This Time Variant solution has a small margin for error. If your data warehouse has not incorporated an active data quality program into the ETL application, the moment when Type 1 and Type 2 time variant dimension tables are created is the perfect time to incorporate an active data quality program. Data quality is best assessed at all the junctures in an ETL application. The junctures listed thus far, and their potential data quality assessments, are the following:

  • Extract—After the Extract function retrieves rows from the source system, use an alternate data retrieval method to profile the data that should have been extracted. Compare the data profile to a comparable profile of the Extract file.

  • Transform—After the Transform function writes the Update/Delete and Insert files:

    • Verify that the Entity Keys in the Update/Delete file, but not in the Insert file, are in the data warehouse but not in the Extract file.

    • Verify that the Entity Keys in the Insert file, but not in the Update/Delete file, are in the Extract file but not in the data warehouse.

    • Verify that the Instance Key of an Entity Key in the Insert file is greater than the maximum Instance Key for the same Entity Key in the data warehouse.

  • Load—After the Load function has updated the data warehouse from the Update/Delete and Insert files:

    • Verify that for every Entity Key, exactly one Instance Key applies to each time frame, so that no time frame exists without an Instance Key, which will cause confusion as to which Type 2 time variant dimension row applies to a moment in the past. If the answer is zero Type 2 time variant dimension rows, that’s the wrong answer.

    • Verify that for every Entity Key, only one Instance Key applies to each time frame, so that no Instance Keys overlap, which will cause confusion as to which Type 2 time variant dimension row applies to a moment in the past. If the answer is two Type 2 time variant dimension rows, that’s the wrong answer.

    • Verify that for every Entity Key, the row in the Type 1 dimension table is identical to the most recent row in the Type 2 dimension table.

Data quality is a seldom understood, and less frequently implemented, function of an ETL application. The data quality assessments listed above are among the most basic and rudimentary.

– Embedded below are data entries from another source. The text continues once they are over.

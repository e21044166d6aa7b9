// Monster generation (C6.2) and Monster Behavior (C9, spec.md §4.9).

use std::collections::HashMap;
use std::sync::Mutex;

use rand::seq::SliceRandom;
use rand::Rng;
use uuid::Uuid;

use crate::model::{Aggressiveness, Direction, Intelligence, Monster, Size};

/// Monster-count distribution for a newly created room (spec.md §4.6.2):
/// weights for counts 0..=5 are `[0,0,1,1,2,3]`.
const COUNT_WEIGHTS: [(u32, u32); 6] = [(0, 0), (1, 0), (2, 1), (3, 1), (4, 2), (5, 3)];

fn weighted_choice<T: Copy>(rng: &mut impl Rng, items: &[(T, u32)]) -> T {
    let total: u32 = items.iter().map(|(_, w)| *w).sum();
    if total == 0 {
        return items[0].0;
    }
    let mut roll = rng.gen_range(0..total);
    for (item, weight) in items {
        if roll < *weight {
            return *item;
        }
        roll -= weight;
    }
    items.last().unwrap().0
}

/// Shifts a base weight table's mass from "easy" entries toward "hard"
/// entries as `ring` grows (spec.md §4.6.2). `hard_bias` is added to every
/// entry after `easy_count`, scaled by `ring`.
fn ring_biased<T: Copy>(ring: f64, easy: &[(T, u32)], hard: &[(T, u32)]) -> Vec<(T, u32)> {
    let t = (ring / 8.0).clamp(0.0, 1.0);
    easy.iter()
        .zip(hard.iter())
        .map(|((item, easy_w), (_, hard_w))| {
            let blended = *easy_w as f64 * (1.0 - t) + *hard_w as f64 * t;
            (*item, blended.round().max(0.0) as u32)
        })
        .collect()
}

fn sample_monster_count(ring: f64, rng: &mut impl Rng) -> u32 {
    // Higher ring skews toward more monsters by doubling the weight of the
    // upper half of the distribution.
    let t = (ring / 8.0).clamp(0.0, 1.0);
    let weighted: Vec<(u32, u32)> = COUNT_WEIGHTS
        .iter()
        .enumerate()
        .map(|(i, (count, w))| {
            let boost = if i >= COUNT_WEIGHTS.len() / 2 { 1.0 + t } else { 1.0 };
            (*count, ((*w as f64) * boost).round() as u32)
        })
        .collect();
    weighted_choice(rng, &weighted)
}

fn sample_aggressiveness(ring: f64, rng: &mut impl Rng) -> Aggressiveness {
    use Aggressiveness::*;
    let easy = [(Passive, 5), (Neutral, 4), (Territorial, 1), (Aggressive, 0)];
    let hard = [(Passive, 1), (Neutral, 2), (Territorial, 2), (Aggressive, 5)];
    weighted_choice(rng, &ring_biased(ring, &easy, &hard))
}

fn sample_intelligence(ring: f64, rng: &mut impl Rng) -> Intelligence {
    use Intelligence::*;
    let easy = [(Animal, 6), (Subhuman, 3), (Human, 1), (Omnipotent, 0)];
    let hard = [(Animal, 1), (Subhuman, 3), (Human, 3), (Omnipotent, 3)];
    weighted_choice(rng, &ring_biased(ring, &easy, &hard))
}

fn sample_size(ring: f64, rng: &mut impl Rng) -> Size {
    use Size::*;
    let easy = [(Insect, 4), (Chicken, 4), (Human, 2), (Horse, 0), (Dinosaur, 0), (Colossal, 0)];
    let hard = [(Insect, 0), (Chicken, 1), (Human, 2), (Horse, 3), (Dinosaur, 3), (Colossal, 1)];
    weighted_choice(rng, &ring_biased(ring, &easy, &hard))
}

/// Special-effects count: near center mostly 0; far ring allows 1, and some
/// 2 (spec.md §4.6.2).
fn sample_special_effects_count(ring: f64, rng: &mut impl Rng) -> u32 {
    let t = (ring / 8.0).clamp(0.0, 1.0);
    let weighted = [(0u32, (10.0 * (1.0 - t)).round() as u32 + 1), (1, (6.0 * t).round() as u32), (2, (2.0 * t).round() as u32)];
    weighted_choice(rng, &weighted)
}

const EFFECT_POOL: &[&str] = &["venomous bite", "regenerating hide", "blinding spores", "stunning roar", "camouflage"];

/// Generates 0-5 monsters for a freshly created room, applying ring-based
/// difficulty bias and the `room_start` safety sanitization (spec.md
/// §4.6.2).
pub fn generate_monsters_for_room(room_id: &str, x: i64, y: i64, names: &[&str]) -> Vec<Monster> {
    let ring = super::coords::ring(x, y);
    let mut rng = rand::thread_rng();
    let count = sample_monster_count(ring, &mut rng);

    (0..count)
        .map(|i| {
            let size = sample_size(ring, &mut rng);
            let effects_count = sample_special_effects_count(ring, &mut rng) as usize;
            let special_effects = EFFECT_POOL
                .choose_multiple(&mut rng, effects_count)
                .map(|s| s.to_string())
                .collect();
            let name = names.get(i as usize % names.len().max(1)).copied().unwrap_or("Creature");

            let mut monster = Monster {
                id: Uuid::new_v4().to_string(),
                name: name.to_string(),
                description: format!("A {name} lurking nearby."),
                aggressiveness: sample_aggressiveness(ring, &mut rng),
                intelligence: sample_intelligence(ring, &mut rng),
                size,
                health: size.derived_health(),
                is_alive: true,
                special_effects,
                location: room_id.to_string(),
            };
            if room_id == crate::model::START_ROOM_ID {
                monster.sanitize_for_start_room();
            }
            monster
        })
        .collect()
}

/// In-memory Monster Behavior bookkeeping (C9, spec.md §4.9), rehydrated
/// per-room from `room.properties.territorial_blocks` on first access.
#[derive(Default)]
pub struct MonsterBehaviorTracker {
    inner: Mutex<TrackerState>,
}

#[derive(Default)]
struct TrackerState {
    territorial_blocks: HashMap<String, HashMap<String, Direction>>,
    aggressive_monsters: HashMap<String, HashMap<String, String>>,
    player_last_room: HashMap<String, String>,
}

/// What an encounter check found for a given player action.
pub enum EncounterOutcome {
    None,
    TerritorialBlock { monster_id: String },
    AggressiveAmbush { monster_id: String },
}

impl MonsterBehaviorTracker {
    pub fn new() -> Self {
        Self::default()
    }

    pub fn rehydrate_room(&self, room_id: &str, persisted: &HashMap<String, Direction>) {
        let mut state = self.inner.lock().unwrap();
        state
            .territorial_blocks
            .entry(room_id.to_string())
            .or_insert_with(|| persisted.clone());
    }

    /// Called on player entry to a room; returns the territorial block
    /// freshly chosen for each territorial monster (so callers can persist
    /// it to `room.properties.territorial_blocks`) and registers aggressive
    /// monsters (spec.md §4.9).
    pub fn on_player_entry(
        &self,
        room_id: &str,
        entry_direction: Direction,
        exits: &[Direction],
        monsters: &[Monster],
    ) -> Vec<(String, Direction)> {
        let mut new_blocks = Vec::new();
        let mut rng = rand::thread_rng();
        let mut state = self.inner.lock().unwrap();

        for monster in monsters.iter().filter(|m| m.is_alive) {
            match monster.aggressiveness {
                Aggressiveness::Territorial => {
                    let room_blocks = state.territorial_blocks.entry(room_id.to_string()).or_default();
                    if !room_blocks.contains_key(&monster.id) {
                        let retreat = entry_direction.opposite();
                        let choices: Vec<Direction> =
                            exits.iter().copied().filter(|d| *d != retreat).collect();
                        if let Some(&chosen) = choices.choose(&mut rng) {
                            room_blocks.insert(monster.id.clone(), chosen);
                            new_blocks.push((monster.id.clone(), chosen));
                        }
                    }
                }
                Aggressiveness::Aggressive => {
                    state
                        .aggressive_monsters
                        .entry(room_id.to_string())
                        .or_default()
                        .insert(monster.id.clone(), monster.name.clone());
                }
                _ => {}
            }
        }
        new_blocks
    }

    pub fn record_last_room(&self, player_id: &str, room_id: &str) {
        self.inner
            .lock()
            .unwrap()
            .player_last_room
            .insert(player_id.to_string(), room_id.to_string());
    }

    pub fn last_room(&self, player_id: &str) -> Option<String> {
        self.inner.lock().unwrap().player_last_room.get(player_id).cloned()
    }

    /// Sentinel used for non-movement actions (spec.md §4.9).
    pub const ANY_ACTION: &'static str = "any_action";

    /// Checks whether the attempted action should force combat with a
    /// monster (spec.md §4.9). `attempted_direction` is `Some(d)` for a
    /// movement, or `None` to signal `any_action`. `connections` is the
    /// current room's `direction -> room_id` map, used to resolve a
    /// movement's *destination* room before comparing it against the
    /// player's last-occupied room (examples/original_source/server/app/
    /// monster_behavior.py:369-373 resolves `target_room` the same way
    /// before allowing a retreat).
    pub fn check_action(
        &self,
        room_id: &str,
        player_id: &str,
        attempted_direction: Option<Direction>,
        connections: &HashMap<Direction, String>,
    ) -> EncounterOutcome {
        let state = self.inner.lock().unwrap();

        if let Some(d) = attempted_direction {
            if let Some(blocks) = state.territorial_blocks.get(room_id) {
                if let Some((monster_id, _)) = blocks.iter().find(|(_, blocked)| **blocked == d) {
                    return EncounterOutcome::TerritorialBlock {
                        monster_id: monster_id.clone(),
                    };
                }
            }
        }

        let last_room = state.player_last_room.get(player_id);
        let is_retreat_move = match attempted_direction {
            Some(d) => connections.get(&d).is_some() && connections.get(&d) == last_room,
            None => false,
        };

        if !is_retreat_move {
            if let Some(aggressive) = state.aggressive_monsters.get(room_id) {
                if let Some((monster_id, _)) = aggressive.iter().next() {
                    return EncounterOutcome::AggressiveAmbush {
                        monster_id: monster_id.clone(),
                    };
                }
            }
        }

        EncounterOutcome::None
    }

    /// Clears territorial state for a monster (death or departure) and
    /// drops empty room entries (spec.md §4.9).
    pub fn clear_monster(&self, room_id: &str, monster_id: &str) {
        let mut state = self.inner.lock().unwrap();
        if let Some(blocks) = state.territorial_blocks.get_mut(room_id) {
            blocks.remove(monster_id);
            if blocks.is_empty() {
                state.territorial_blocks.remove(room_id);
            }
        }
        if let Some(aggressive) = state.aggressive_monsters.get_mut(room_id) {
            aggressive.remove(monster_id);
            if aggressive.is_empty() {
                state.aggressive_monsters.remove(room_id);
            }
        }
    }
}

#[cfg(test)]
mod tests {
    use super::*;

    #[test]
    fn test_generate_monsters_for_start_room_never_aggressive() {
        for _ in 0..50 {
            let monsters = generate_monsters_for_room(crate::model::START_ROOM_ID, 0, 0, &["Wolf"]);
            for m in monsters {
                assert_ne!(m.aggressiveness, Aggressiveness::Aggressive);
            }
        }
    }

    #[test]
    fn test_territorial_block_never_blocks_retreat_direction() {
        let tracker = MonsterBehaviorTracker::new();
        let monster = Monster {
            id: "m1".to_string(),
            name: "Boar".to_string(),
            description: String::new(),
            aggressiveness: Aggressiveness::Territorial,
            intelligence: Intelligence::Animal,
            size: Size::Human,
            health: 10,
            is_alive: true,
            special_effects: vec![],
            location: "room_a".to_string(),
        };
        for _ in 0..50 {
            let blocks = tracker.on_player_entry(
                "room_a",
                Direction::South,
                &[Direction::North, Direction::East, Direction::South],
                &[monster.clone()],
            );
            if let Some((_, blocked)) = blocks.first() {
                assert_ne!(*blocked, Direction::North, "must never block the retreat direction");
            }
            tracker.clear_monster("room_a", "m1");
        }
    }

    #[test]
    fn test_aggressive_ambush_triggers_on_non_retreat_action() {
        let tracker = MonsterBehaviorTracker::new();
        let monster = Monster {
            id: "m2".to_string(),
            name: "Wolf".to_string(),
            description: String::new(),
            aggressiveness: Aggressiveness::Aggressive,
            intelligence: Intelligence::Animal,
            size: Size::Human,
            health: 10,
            is_alive: true,
            special_effects: vec![],
            location: "room_a".to_string(),
        };
        tracker.on_player_entry("room_a", Direction::South, &[Direction::North], &[monster]);
        tracker.record_last_room("p1", "room_b");

        let connections = HashMap::new();
        match tracker.check_action("room_a", "p1", None, &connections) {
            EncounterOutcome::AggressiveAmbush { monster_id } => assert_eq!(monster_id, "m2"),
            _ => panic!("expected an aggressive ambush"),
        }
    }

    #[test]
    fn test_aggressive_ambush_allows_retreat_to_last_room() {
        // spec.md §4.9: a movement whose destination resolves to the
        // player's last-occupied room is a retreat and must not trigger an
        // ambush, even though an aggressive monster is registered.
        let tracker = MonsterBehaviorTracker::new();
        let monster = Monster {
            id: "m3".to_string(),
            name: "Wolf".to_string(),
            description: String::new(),
            aggressiveness: Aggressiveness::Aggressive,
            intelligence: Intelligence::Animal,
            size: Size::Human,
            health: 10,
            is_alive: true,
            special_effects: vec![],
            location: "room_a".to_string(),
        };
        tracker.on_player_entry("room_a", Direction::South, &[Direction::North], &[monster]);
        tracker.record_last_room("p1", "room_b");

        let mut connections = HashMap::new();
        connections.insert(Direction::South, "room_b".to_string());

        match tracker.check_action("room_a", "p1", Some(Direction::South), &connections) {
            EncounterOutcome::None => {}
            _ => panic!("a retreat move back to the last room must not trigger an ambush"),
        }

        // The same direction leading somewhere else must still ambush.
        connections.insert(Direction::South, "room_c".to_string());
        match tracker.check_action("room_a", "p1", Some(Direction::South), &connections) {
            EncounterOutcome::AggressiveAmbush { monster_id } => assert_eq!(monster_id, "m3"),
            _ => panic!("expected an aggressive ambush when the move does not lead to the last room"),
        }
    }
}
// Quest Manager (C11, boundary only — spec.md §4.11).

use std::sync::Arc;

use serde::{Deserialize, Serialize};

use crate::error::StorageError;
use crate::storage::DurableStore;

#[derive(Debug, Clone, Serialize, Deserialize)]
#[serde(tag = "type", rename_all = "snake_case")]
pub enum QuestOutcome {
    QuestProgress {
        quest_id: String,
        objective_state: serde_json::Value,
    },
    QuestCompleted {
        quest_id: String,
        gold_reward: i64,
        badge_id: Option<String>,
        next_quest_id: Option<String>,
    },
}

pub struct QuestManager {
    durable: Arc<dyn DurableStore>,
}

impl QuestManager {
    pub fn new(durable: Arc<dyn DurableStore>) -> Self {
        QuestManager { durable }
    }

    /// Called from the Action Pipeline after each action (spec.md §4.11).
    /// `context` is an opaque blob the caller assembles from the action's
    /// narrative/updates, persisted as-is as `objective_state`.
    /// `completed_now` is the caller-resolved completion predicate (the
    /// action handler reads `updates.quest_objective_complete` off the
    /// LLM's terminal envelope); this boundary does not evaluate the
    /// objective itself, only what happens once it's satisfied.
    pub async fn on_action(
        &self,
        player_id: &str,
        active_quest_id: Option<&str>,
        context: &serde_json::Value,
        completed_now: bool,
    ) -> Result<Option<QuestOutcome>, StorageError> {
        let Some(quest_id) = active_quest_id else {
            return Ok(None);
        };
        let quest = self.durable.get_quest(quest_id).await?;
        let Some(quest) = quest else {
            return Ok(None);
        };

        if !completed_now {
            self.durable
                .set_quest_progress(player_id, quest_id, context, false)
                .await?;
            return Ok(Some(QuestOutcome::QuestProgress {
                quest_id: quest_id.to_string(),
                objective_state: context.clone(),
            }));
        }

        self.durable
            .set_quest_progress(player_id, quest_id, context, true)
            .await?;
        self.durable
            .record_gold_transaction(player_id, quest.gold_reward, &format!("quest:{quest_id}"))
            .await?;

        if let Some(badge_id) = &quest.badge_id {
            if !self.durable.has_badge(player_id, badge_id).await? {
                self.durable.award_badge(player_id, badge_id).await?;
            }
        }

        let next = self.durable.get_next_quest(quest.order_index).await?;
        Ok(Some(QuestOutcome::QuestCompleted {
            quest_id: quest_id.to_string(),
            gold_reward: quest.gold_reward,
            badge_id: quest.badge_id.clone(),
            next_quest_id: next.map(|q| q.id),
        }))
    }
}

Additional data quality assessments are available in Chapter 8 of Building and Maintaining a Data Warehouse. If a time variant data warehouse experiences data quality issues, the potential for data corruption is immense. The best defense against data quality issues is a good offense. The data quality assessments listed above can be the beginnings of a good data quality offense.

Metadata

The simplest form of metadata for a Dimension ETL application is a log table. Each ETL Cycle for each Extract function is assigned a batch number, which is the primary key of the log table. As the extracted data flows through the Transform and Load functions, updates are applied to a series of columns in the log file. Those columns could include such metrics as the following:

  • Timestamp of the beginning of the Extract function

  • Number of rows extracted

  • Timestamp of the ending of the Extract function

  • Timestamp of the beginning of the Transform function

  • Number of rows received by the Transform function

  • Number of “Insert” rows delivered by the CDC function

  • Number of “Update/Delete” rows delivered by the CDC function

  • Timestamp of the ending of the Transform function

  • Timestamp of the beginning of the Load function

  • Number of “Insert” rows received by the Load function

  • Number of “Update/Delete” rows received by the Load function

  • Number of rows inserted

  • Number of rows updated

  • Number of rows deleted

  • Timestamp of the ending of the Load function

The “log table” method is a simple metadata method. The log table method and other metadata measurements are available in Chapter 9 of Building and Maintaining a Data Warehouse. A time variant data warehouse has many moving parts. The time variant aspect renders questions about the data in the data warehouse more difficult to answer. A metadata function will eventually be required when questions arise about how a row, or set of rows, arrived into a dimension table. Chapter 9 of Building and Maintaining a Data Warehouse provides a more comprehensive explanation of the metadata measurements that can render a Type 2 time variant data warehouse easier to understand.

Fact ETL

A Fact table presents the occurrence of an enterprise performing its business functions. Retail sales transactions are extracted from the Retail system, transformed, and then loaded into a Sales table. Manufacturing checkpoints are extracted from the Manufacturing system, transformed, and then loaded into a Manufacturing table. The addition of this Time Variant Solution Design to the Dimension ETL application added the logic to create new Instance Keys. Likewise, the addition of this Time Variant Solution Design to the Fact ETL will only add logic to find existing Instance Keys.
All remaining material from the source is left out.